MATERIAL FOR THE TASK:

================================

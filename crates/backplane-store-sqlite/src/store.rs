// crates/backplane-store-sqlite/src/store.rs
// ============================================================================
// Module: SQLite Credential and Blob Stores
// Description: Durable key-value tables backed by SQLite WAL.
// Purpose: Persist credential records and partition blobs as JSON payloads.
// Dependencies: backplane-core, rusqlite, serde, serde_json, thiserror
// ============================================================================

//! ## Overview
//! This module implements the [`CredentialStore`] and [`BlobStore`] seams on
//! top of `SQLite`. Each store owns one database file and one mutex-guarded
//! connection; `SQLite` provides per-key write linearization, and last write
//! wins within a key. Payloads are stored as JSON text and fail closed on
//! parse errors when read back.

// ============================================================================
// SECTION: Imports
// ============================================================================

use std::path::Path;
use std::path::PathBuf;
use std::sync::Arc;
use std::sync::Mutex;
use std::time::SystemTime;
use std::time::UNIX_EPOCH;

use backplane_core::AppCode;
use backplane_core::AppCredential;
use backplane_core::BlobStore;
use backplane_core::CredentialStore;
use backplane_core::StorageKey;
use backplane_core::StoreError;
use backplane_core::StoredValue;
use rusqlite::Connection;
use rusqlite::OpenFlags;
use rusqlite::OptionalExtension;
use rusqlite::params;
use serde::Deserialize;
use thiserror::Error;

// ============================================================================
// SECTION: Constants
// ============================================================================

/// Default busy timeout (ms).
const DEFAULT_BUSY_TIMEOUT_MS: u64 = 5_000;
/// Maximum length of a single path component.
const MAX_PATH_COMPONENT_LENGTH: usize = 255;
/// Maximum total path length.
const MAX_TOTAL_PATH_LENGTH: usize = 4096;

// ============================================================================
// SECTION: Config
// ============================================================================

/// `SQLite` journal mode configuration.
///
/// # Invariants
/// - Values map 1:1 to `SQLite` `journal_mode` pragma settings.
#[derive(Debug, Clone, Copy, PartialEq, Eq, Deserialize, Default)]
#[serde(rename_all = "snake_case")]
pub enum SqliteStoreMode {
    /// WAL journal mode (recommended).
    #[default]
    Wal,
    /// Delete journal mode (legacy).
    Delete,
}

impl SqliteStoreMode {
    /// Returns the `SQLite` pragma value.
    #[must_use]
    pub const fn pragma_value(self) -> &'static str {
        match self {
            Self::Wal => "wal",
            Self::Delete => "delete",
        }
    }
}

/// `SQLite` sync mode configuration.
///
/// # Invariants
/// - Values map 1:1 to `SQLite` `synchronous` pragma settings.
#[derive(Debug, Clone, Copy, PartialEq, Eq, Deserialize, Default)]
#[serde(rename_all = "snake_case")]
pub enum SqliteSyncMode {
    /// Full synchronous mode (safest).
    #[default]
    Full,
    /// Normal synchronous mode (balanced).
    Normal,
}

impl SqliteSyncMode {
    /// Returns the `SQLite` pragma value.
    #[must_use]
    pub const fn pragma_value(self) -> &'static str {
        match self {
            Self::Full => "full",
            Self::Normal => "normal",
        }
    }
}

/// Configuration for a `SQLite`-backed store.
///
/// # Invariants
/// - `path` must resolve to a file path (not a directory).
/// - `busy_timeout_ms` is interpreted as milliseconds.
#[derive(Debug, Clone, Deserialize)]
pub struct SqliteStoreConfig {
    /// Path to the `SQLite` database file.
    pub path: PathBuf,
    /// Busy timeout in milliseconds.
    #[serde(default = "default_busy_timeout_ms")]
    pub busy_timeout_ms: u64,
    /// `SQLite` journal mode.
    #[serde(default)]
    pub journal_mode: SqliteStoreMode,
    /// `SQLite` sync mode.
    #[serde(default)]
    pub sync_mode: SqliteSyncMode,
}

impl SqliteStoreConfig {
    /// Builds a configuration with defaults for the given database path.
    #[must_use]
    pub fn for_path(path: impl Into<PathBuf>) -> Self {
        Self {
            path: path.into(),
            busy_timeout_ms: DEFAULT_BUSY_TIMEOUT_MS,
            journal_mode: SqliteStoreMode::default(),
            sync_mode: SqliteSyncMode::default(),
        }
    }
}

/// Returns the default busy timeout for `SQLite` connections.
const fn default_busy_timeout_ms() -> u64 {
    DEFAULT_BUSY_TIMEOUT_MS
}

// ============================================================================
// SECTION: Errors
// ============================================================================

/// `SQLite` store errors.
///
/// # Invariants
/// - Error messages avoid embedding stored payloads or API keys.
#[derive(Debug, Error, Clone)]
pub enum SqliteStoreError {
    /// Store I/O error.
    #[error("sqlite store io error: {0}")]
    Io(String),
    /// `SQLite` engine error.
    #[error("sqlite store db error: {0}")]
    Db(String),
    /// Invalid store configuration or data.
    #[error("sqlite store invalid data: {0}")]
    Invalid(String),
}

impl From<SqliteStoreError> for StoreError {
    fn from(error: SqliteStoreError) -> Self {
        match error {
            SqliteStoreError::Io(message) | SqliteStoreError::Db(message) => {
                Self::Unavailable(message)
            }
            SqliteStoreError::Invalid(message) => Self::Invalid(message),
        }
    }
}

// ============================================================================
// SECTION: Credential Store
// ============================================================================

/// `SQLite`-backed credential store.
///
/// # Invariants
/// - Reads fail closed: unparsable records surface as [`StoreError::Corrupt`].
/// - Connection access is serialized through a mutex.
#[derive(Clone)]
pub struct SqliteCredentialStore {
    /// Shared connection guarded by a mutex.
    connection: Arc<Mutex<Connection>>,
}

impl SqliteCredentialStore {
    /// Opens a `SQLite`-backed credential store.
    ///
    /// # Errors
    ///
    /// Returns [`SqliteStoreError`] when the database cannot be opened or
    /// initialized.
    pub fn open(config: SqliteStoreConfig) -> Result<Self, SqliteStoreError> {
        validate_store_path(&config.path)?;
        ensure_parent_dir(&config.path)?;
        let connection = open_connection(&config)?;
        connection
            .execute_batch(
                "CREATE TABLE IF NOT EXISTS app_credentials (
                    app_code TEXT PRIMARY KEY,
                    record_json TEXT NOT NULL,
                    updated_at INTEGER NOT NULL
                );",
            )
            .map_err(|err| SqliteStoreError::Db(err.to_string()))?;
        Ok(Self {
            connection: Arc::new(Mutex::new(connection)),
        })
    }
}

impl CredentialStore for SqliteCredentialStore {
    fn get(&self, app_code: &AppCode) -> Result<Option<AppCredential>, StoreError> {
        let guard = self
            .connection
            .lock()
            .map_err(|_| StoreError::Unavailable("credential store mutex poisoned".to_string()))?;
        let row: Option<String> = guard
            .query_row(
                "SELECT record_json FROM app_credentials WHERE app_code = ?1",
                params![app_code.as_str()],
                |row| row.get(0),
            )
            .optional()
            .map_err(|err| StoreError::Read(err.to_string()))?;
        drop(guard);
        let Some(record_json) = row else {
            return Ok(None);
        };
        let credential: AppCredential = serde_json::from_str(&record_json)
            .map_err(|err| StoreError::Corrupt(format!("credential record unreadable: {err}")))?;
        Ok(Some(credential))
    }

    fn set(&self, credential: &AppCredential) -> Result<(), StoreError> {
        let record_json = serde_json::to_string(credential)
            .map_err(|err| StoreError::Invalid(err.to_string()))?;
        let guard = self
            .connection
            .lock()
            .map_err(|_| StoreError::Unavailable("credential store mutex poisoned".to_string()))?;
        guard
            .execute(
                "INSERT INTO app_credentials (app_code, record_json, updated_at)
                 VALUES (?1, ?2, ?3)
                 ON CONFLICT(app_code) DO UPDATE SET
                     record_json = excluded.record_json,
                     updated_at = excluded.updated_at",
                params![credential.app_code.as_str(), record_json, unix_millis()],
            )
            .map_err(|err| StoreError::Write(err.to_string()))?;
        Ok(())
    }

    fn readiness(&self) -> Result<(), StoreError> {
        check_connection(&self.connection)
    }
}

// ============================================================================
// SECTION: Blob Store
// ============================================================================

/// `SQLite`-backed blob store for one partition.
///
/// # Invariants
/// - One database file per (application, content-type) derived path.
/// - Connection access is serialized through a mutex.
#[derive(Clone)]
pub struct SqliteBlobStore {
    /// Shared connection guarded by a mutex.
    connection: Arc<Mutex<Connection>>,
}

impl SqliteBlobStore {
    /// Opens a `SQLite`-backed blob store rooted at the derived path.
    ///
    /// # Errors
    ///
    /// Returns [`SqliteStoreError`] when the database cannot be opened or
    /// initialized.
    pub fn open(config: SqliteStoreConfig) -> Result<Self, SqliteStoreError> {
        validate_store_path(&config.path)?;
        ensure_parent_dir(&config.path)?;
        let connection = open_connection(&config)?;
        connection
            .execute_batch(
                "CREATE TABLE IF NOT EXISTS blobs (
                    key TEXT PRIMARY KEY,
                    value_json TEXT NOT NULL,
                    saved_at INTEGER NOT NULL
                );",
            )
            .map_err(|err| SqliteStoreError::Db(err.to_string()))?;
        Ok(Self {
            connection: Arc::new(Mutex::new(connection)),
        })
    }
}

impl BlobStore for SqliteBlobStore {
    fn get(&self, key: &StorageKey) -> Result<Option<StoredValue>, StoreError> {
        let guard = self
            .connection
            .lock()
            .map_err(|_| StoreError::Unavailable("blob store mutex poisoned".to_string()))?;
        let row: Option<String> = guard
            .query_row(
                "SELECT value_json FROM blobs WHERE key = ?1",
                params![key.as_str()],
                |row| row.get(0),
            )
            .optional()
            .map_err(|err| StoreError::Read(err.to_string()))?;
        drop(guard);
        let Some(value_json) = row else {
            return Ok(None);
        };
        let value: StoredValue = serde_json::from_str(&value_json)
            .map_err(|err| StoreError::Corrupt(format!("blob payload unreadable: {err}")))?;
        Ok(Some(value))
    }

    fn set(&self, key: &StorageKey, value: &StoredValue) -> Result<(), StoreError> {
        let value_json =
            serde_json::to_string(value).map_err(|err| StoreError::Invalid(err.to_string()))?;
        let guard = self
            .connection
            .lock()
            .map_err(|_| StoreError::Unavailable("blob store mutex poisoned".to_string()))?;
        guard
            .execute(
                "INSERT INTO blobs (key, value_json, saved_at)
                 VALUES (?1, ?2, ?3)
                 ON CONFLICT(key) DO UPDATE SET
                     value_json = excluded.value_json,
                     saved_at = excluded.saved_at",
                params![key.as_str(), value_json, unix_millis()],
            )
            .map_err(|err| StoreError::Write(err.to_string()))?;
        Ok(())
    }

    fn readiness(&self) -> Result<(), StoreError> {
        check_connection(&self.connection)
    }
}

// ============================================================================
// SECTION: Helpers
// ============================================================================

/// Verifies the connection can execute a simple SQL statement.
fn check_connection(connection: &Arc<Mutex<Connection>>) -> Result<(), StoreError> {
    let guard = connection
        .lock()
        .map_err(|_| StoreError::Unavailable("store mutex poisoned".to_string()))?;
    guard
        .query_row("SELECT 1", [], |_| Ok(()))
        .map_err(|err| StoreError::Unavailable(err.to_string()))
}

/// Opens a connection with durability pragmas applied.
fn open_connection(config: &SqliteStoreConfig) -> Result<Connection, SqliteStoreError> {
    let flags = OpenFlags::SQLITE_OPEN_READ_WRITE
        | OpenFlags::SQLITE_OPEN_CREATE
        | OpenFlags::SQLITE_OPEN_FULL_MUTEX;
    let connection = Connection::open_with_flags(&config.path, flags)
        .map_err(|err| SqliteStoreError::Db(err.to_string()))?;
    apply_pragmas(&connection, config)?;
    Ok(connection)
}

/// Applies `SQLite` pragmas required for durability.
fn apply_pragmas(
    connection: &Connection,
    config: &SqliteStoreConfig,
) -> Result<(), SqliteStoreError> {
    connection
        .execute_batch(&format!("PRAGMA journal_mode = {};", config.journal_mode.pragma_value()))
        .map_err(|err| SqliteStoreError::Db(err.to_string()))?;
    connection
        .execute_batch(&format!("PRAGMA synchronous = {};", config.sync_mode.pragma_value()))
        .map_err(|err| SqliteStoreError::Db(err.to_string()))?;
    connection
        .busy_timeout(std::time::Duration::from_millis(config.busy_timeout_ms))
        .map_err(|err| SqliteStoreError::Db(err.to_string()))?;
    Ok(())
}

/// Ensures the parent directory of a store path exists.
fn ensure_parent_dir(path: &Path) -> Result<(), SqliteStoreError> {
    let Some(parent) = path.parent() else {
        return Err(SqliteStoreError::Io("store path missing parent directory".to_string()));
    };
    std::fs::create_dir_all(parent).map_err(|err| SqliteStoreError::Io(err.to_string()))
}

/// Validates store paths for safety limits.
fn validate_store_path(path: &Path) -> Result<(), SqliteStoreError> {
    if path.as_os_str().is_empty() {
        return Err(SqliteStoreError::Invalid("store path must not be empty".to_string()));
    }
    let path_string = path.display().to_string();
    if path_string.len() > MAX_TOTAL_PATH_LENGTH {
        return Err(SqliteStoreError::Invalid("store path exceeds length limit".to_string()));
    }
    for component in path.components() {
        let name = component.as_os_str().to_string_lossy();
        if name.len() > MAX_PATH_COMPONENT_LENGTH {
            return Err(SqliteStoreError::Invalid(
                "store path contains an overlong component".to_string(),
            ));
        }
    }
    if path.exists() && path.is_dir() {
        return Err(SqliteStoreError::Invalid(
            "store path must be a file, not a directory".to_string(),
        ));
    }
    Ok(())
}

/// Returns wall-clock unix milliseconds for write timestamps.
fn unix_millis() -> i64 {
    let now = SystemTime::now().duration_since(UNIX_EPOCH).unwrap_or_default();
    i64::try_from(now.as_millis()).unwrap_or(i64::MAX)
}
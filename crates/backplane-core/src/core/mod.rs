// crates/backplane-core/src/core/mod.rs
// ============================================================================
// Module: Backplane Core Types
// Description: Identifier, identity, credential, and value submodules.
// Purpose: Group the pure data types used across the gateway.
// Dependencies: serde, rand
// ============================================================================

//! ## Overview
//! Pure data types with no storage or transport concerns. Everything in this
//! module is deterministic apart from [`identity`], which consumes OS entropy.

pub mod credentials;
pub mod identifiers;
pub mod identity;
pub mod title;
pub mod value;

================================

PROBLEM TO SOLVE: Please provide the number of lines in the listing above that contain the word "struct", and nothing further.

WRITTEN REPLY: 3